Гидрогель
Том 12 научных отчетов, номер статьи: 17781 (2022) Цитировать эту статью
3188 Доступов
6 цитат
2 Альтметрика
Подробности о метриках
Микрофлюидные устройства, сочетающие внеклеточную матриксную среду, клетки и физиологически значимую перфузию, являются предпочтительными в качестве платформ для культивирования клеток. Мы разработали платформу для микрожидкостной культуры клеток на основе гидрогеля, загружая инкапсулированные в гидрогель полиэтиленгликоля (ПЭГ) клетки глиобластомы U87 в закрытые мембраной лунки в полидиметилсилоксане (ПДМС). Многослойная микрофлюидная система культивирования клеток сочетает в себе ранее описанные конструктивные особенности в конфигурации, которая загружает и биомиметически перфузирует двумерный массив камер для культивирования клеток. Одно измерение массива питается от микрофлюидного генератора градиента концентрации (MCGG), в то время как ортогональное измерение обеспечивает каналы загрузки, которые заполняют ряды камер клеточной культуры в отдельном слое. В отличие от типичных древовидных смесителей MCGG, дробное серийное разбавление на 1, ½, ¼ и 0 от начальной концентрации растворенного вещества достигается за счет регулировки ширины входных микроканалов. Гидрогели эффективно и воспроизводимо загружаются во все лунки, а клетки равномерно распределяются по всему гидрогелю, сохраняя жизнеспособность > 90% до 4 дней. В анализе скрининга лекарственных средств измеряют диффузию темозоломида и кармустина к инкапсулированным в гидрогель клеткам U87 из перфузионного раствора и строят кривые «доза-реакция», демонстрируя их полезность в качестве in vitro имитатора микроокружения глиобластомы.

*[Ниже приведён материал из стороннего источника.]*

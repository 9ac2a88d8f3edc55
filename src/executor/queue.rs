//! Bounded FIFO mailbox between triggers and the executor worker

use super::error::SubmitError;
use std::time::Duration;
use tokio::sync::mpsc::{self, error::TrySendError};
use tokio::time::timeout;

/// A rejected submission, handing the action back to the caller
#[derive(Debug)]
pub struct Rejected<A> {
    pub error: SubmitError,
    pub action: A,
}

/// Constructor for the sender/receiver pair
pub struct ActionQueue;

impl ActionQueue {
    /// Create a queue holding at most `capacity` pending actions.
    /// A capacity of zero is raised to one.
    pub fn bounded<A>(capacity: usize) -> (QueueSender<A>, QueueReceiver<A>) {
        let (tx, rx) = mpsc::channel(capacity.max(1));
        (QueueSender { tx }, QueueReceiver { rx })
    }
}

/// Trigger side of the queue; cheap to clone and usable from any thread
pub struct QueueSender<A> {
    tx: mpsc::Sender<A>,
}

impl<A> Clone for QueueSender<A> {
    fn clone(&self) -> Self {
        Self {
            tx: self.tx.clone(),
        }
    }
}

impl<A> QueueSender<A> {
    /// Submit without blocking, handing the action back on rejection
    pub fn try_submit(&self, action: A) -> Result<(), Rejected<A>> {
        self.tx.try_send(action).map_err(|e| match e {
            TrySendError::Full(action) => Rejected {
                error: SubmitError::QueueFull,
                action,
            },
            TrySendError::Closed(action) => Rejected {
                error: SubmitError::Stopped,
                action,
            },
        })
    }

    /// Submit without blocking
    pub fn submit(&self, action: A) -> Result<(), SubmitError> {
        self.try_submit(action).map_err(|r| r.error)
    }

    /// Boolean form of [`submit`](Self::submit)
    pub fn offer(&self, action: A) -> bool {
        self.submit(action).is_ok()
    }

    /// Fixed capacity chosen at construction
    pub fn capacity(&self) -> usize {
        self.tx.max_capacity()
    }

    /// Number of accepted actions not yet taken by the worker
    pub fn pending(&self) -> usize {
        self.tx.max_capacity() - self.tx.capacity()
    }

    pub fn is_closed(&self) -> bool {
        self.tx.is_closed()
    }
}

/// Worker side of the queue
pub struct QueueReceiver<A> {
    rx: mpsc::Receiver<A>,
}

impl<A> QueueReceiver<A> {
    /// Wait up to `idle` for the next action.
    /// Returns `None` on timeout or when every sender is gone.
    pub async fn take(&mut self, idle: Duration) -> Option<A> {
        timeout(idle, self.rx.recv()).await.unwrap_or_default()
    }

    /// Refuse further submissions and return whatever was accepted before
    pub fn close_and_drain(&mut self) -> Vec<A> {
        self.rx.close();
        let mut remaining = Vec::new();
        while let Ok(action) = self.rx.try_recv() {
            remaining.push(action);
        }
        remaining
    }
}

Почти 97% лекарств, разработанных для лечения онкологических заболеваний, терпят неудачу в ходе клинических испытаний из-за использования неадекватных моделей лекарств, в частности моделей двумерных (2D) клеточных культур in vitro1. Хотя 2D-модели клеточных культур in vitro удобны в использовании, они не отражают должным образом сложное микроокружение опухоли, поскольку на поведение клеток влияет плоская морфология обычно используемого жесткого плоского пластика2,3. Чтобы решить проблемы, связанные с двумерными моделями клеточных культур, произошел сдвиг в сторону трехмерных (3D) моделей культур раковых клеток как более физиологически значимых имитаторов микроокружения опухоли4. В целом, 3D-модели опухолей могут принимать различные формы, такие как сфероиды, органоиды или матричные культуры и совместные культуры, и это лишь некоторые из них5,6. Чтобы усложнить и повысить физиологическую значимость, 3D-модели опухолей можно комбинировать с микрофлюидными устройствами, чтобы обеспечить перфузию или имитировать васкуляризацию7. Микрофлюидные системы, сочетающие клетки, внеклеточный матрикс и перфузию, хорошо имитируют микроокружение опухоли in vivo, имеют низкую стоимость и воспроизводимость, позволяют использовать небольшие объемы культуры и имеют контролируемую конструкцию, которую можно оптимизировать для желаемого применения8. 9. Системы культивирования клеток на основе перфузии обеспечивают клетки питательными веществами и удаляют метаболические отходы таким образом, чтобы имитировать массотранспорт in vivo и поддерживать растворимые факторы в концентрациях, близких к биологическим10. Кроме того, в микрофлюидных системах можно создавать временные и пространственные градиенты, что еще больше увеличивает их ценность в качестве платформ для скрининга лекарств8. Однако разработка и эксплуатация надежной микрофлюидной перфузионной системы для 3D-культуры прикрепленных клеток млекопитающих является сложной задачей3. Проблемы могут быть связаны с конструкцией устройства, например, выбором подходящей конфигурации культуры, материалов или изготовления микрофлюидной сети, или чисто техническими, например, стерилизация, засев клеток в устройство, оптимизация массопереноса и напряжения сдвига потока для максимизации жизнеспособности клеток. и избегать пузырьков воздуха в перфузионных каналах.
Градиентные смесители были разработаны для микрофлюидных систем, которые можно использовать для перемешивания на чипе для подачи дискретных концентраций растворимых факторов в системы клеточных культур, которые можно использовать для поддержания клеток, дифференциации стволовых клеток или ответа на различные биологические вопросы11. Многие из этих микрофлюидных смесителей используют древовидные структуры с несколькими этапами, которые требуют полного перемешивания перед окончанием каждого этапа8,12,13, что аналогично конструкции, используемой здесь. Формирование градиента на кристалле исключает возможность ошибок при пипетировании, снижает вероятность загрязнения и позволяет использовать меньшее количество микрофлюидных входов, что упрощает настройку по сравнению с микрофлюидными устройствами с внешними градиентами14,15.